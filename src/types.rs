//! Core types shared by the classification engine and the metadata stores.

use crate::error::ApiError;
use serde_yaml::Value;
use std::collections::BTreeMap;
use std::path::{Component, Path};

/// Flat attribute mapping describing a node (grains, facts, caller data).
pub type Attributes = BTreeMap<String, Value>;

/// Parameter mapping; insertion ordered.
pub type Parameters = serde_yaml::Mapping;

/// Private parameter namespace inside a node or override document.
pub const PARAM_NAMESPACE: &str = "_param";

/// Default cluster for nodes created without one.
pub const DEFAULT_CLUSTER: &str = "default";

/// Default environment for nodes created without one.
pub const DEFAULT_ENVIRONMENT: &str = "prd";

/// Attribute keys starting with this marker are internal and never reach rules.
pub const RESERVED_ATTRIBUTE_PREFIX: &str = "__";

/// Split a node identity into `(host_name, domain)` on the first `.`.
pub fn split_identity(identity: &str) -> (String, String) {
    match identity.split_once('.') {
        Some((host, domain)) => (host.to_string(), domain.to_string()),
        None => (identity.to_string(), String::new()),
    }
}

/// Reject identities that cannot name a single record file.
pub fn validate_identity(identity: &str) -> Result<(), ApiError> {
    if identity.trim().is_empty() {
        return Err(ApiError::InvalidIdentity(
            "Node identity cannot be empty".to_string(),
        ));
    }
    if identity == "." || identity == ".." || identity.contains(&['/', '\\'][..]) {
        return Err(ApiError::InvalidIdentity(format!(
            "Node identity '{}' must not contain path separators",
            identity
        )));
    }
    Ok(())
}

/// Reject path overrides that would escape the nodes directory.
pub fn validate_path(path: &str) -> Result<(), ApiError> {
    let escapes = Path::new(path)
        .components()
        .any(|c| !matches!(c, Component::Normal(_) | Component::CurDir));
    if escapes {
        return Err(ApiError::InvalidIdentity(format!(
            "Node path '{}' must be relative and stay inside the nodes directory",
            path
        )));
    }
    Ok(())
}

/// Drop attributes whose key starts with `prefix`.
pub fn strip_reserved(attributes: &Attributes, prefix: &str) -> Attributes {
    attributes
        .iter()
        .filter(|(key, _)| prefix.is_empty() || !key.starts_with(prefix))
        .map(|(key, value)| (key.clone(), value.clone()))
        .collect()
}

/// String form of an attribute value as it appears in rendered templates.
///
/// Scalars render bare; sequences and mappings render as compact JSON.
pub fn value_to_string(value: &Value) -> String {
    match value {
        Value::Null => "null".to_string(),
        Value::Bool(b) => b.to_string(),
        Value::Number(n) => n.to_string(),
        Value::String(s) => s.clone(),
        Value::Tagged(tagged) => value_to_string(&tagged.value),
        Value::Sequence(_) | Value::Mapping(_) => serde_json::to_string(value)
            .unwrap_or_else(|_| {
                serde_yaml::to_string(value)
                    .map(|s| s.trim_end().to_string())
                    .unwrap_or_default()
            }),
    }
}

/// Look up a string-keyed entry of a YAML mapping.
pub fn mapping_get<'a>(mapping: &'a Parameters, key: &str) -> Option<&'a Value> {
    mapping.get(Value::String(key.to_string()))
}

/// Iterate the string-keyed entries of a YAML mapping, skipping other keys.
pub fn string_entries(mapping: &Parameters) -> impl Iterator<Item = (&str, &Value)> {
    mapping
        .iter()
        .filter_map(|(k, v)| k.as_str().map(|key| (key, v)))
}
========================
Required work: Retype every entry exactly as it stands.

Task output:
filename src/types.rs
//! Core types shared by the classification engine and the metadata stores.

use crate::error::ApiError;
use serde_yaml::Value;
use std::collections::BTreeMap;
use std::path::{Component, Path};

/// Flat attribute mapping describing a node (grains, facts, caller data).
pub type Attributes = BTreeMap<String, Value>;

/// Parameter mapping; insertion ordered.
pub type Parameters = serde_yaml::Mapping;

/// Private parameter namespace inside a node or override document.
pub const PARAM_NAMESPACE: &str = "_param";

/// Default cluster for nodes created without one.
pub const DEFAULT_CLUSTER: &str = "default";

/// Default environment for nodes created without one.
pub const DEFAULT_ENVIRONMENT: &str = "prd";

/// Attribute keys starting with this marker are internal and never reach rules.
pub const RESERVED_ATTRIBUTE_PREFIX: &str = "__";

/// Split a node identity into `(host_name, domain)` on the first `.`.
pub fn split_identity(identity: &str) -> (String, String) {
    match identity.split_once('.') {
        Some((host, domain)) => (host.to_string(), domain.to_string()),
        None => (identity.to_string(), String::new()),
    }
}

/// Reject identities that cannot name a single record file.
pub fn validate_identity(identity: &str) -> Result<(), ApiError> {
    if identity.trim().is_empty() {
        return Err(ApiError::InvalidIdentity(
            "Node identity cannot be empty".to_string(),
        ));
    }
    if identity == "." || identity == ".." || identity.contains(&['/', '\\'][..]) {
        return Err(ApiError::InvalidIdentity(format!(
            "Node identity '{}' must not contain path separators",
            identity
        )));
    }
    Ok(())
}

/// Reject path overrides that would escape the nodes directory.
pub fn validate_path(path: &str) -> Result<(), ApiError> {
    let escapes = Path::new(path)
        .components()
        .any(|c| !matches!(c, Component::Normal(_) | Component::CurDir));
    if escapes {
        return Err(ApiError::InvalidIdentity(format!(
            "Node path '{}' must be relative and stay inside the nodes directory",
            path
        )));
    }
    Ok(())
}

/// Drop attributes whose key starts with `prefix`.
pub fn strip_reserved(attributes: &Attributes, prefix: &str) -> Attributes {
    attributes
        .iter()
        .filter(|(key, _)| prefix.is_empty() || !key.starts_with(prefix))
        .map(|(key, value)| (key.clone(), value.clone()))
        .collect()
}

/// String form of an attribute value as it appears in rendered templates.
///
/// Scalars render bare; sequences and mappings render as compact JSON.
pub fn value_to_string(value: &Value) -> String {
    match value {
        Value::Null => "null".to_string(),
        Value::Bool(b) => b.to_string(),
        Value::Number(n) => n.to_string(),
        Value::String(s) => s.clone(),
        Value::Tagged(tagged) => value_to_string(&tagged.value),
        Value::Sequence(_) | Value::Mapping(_) => serde_json::to_string(value)
            .unwrap_or_else(|_| {
                serde_yaml::to_string(value)
                    .map(|s| s.trim_end().to_string())
                    .unwrap_or_default()
            }),
    }
}

/// Look up a string-keyed entry of a YAML mapping.
pub fn mapping_get<'a>(mapping: &'a Parameters, key: &str) -> Option<&'a Value> {
    mapping.get(Value::String(key.to_string()))
}

/// Iterate the string-keyed entries of a YAML mapping, skipping other keys.
pub fn string_entries(mapping: &Parameters) -> impl Iterator<Item = (&str, &Value)> {
    mapping
        .iter()
        .filter_map(|(k, v)| k.as_str().map(|key| (key, v)))
}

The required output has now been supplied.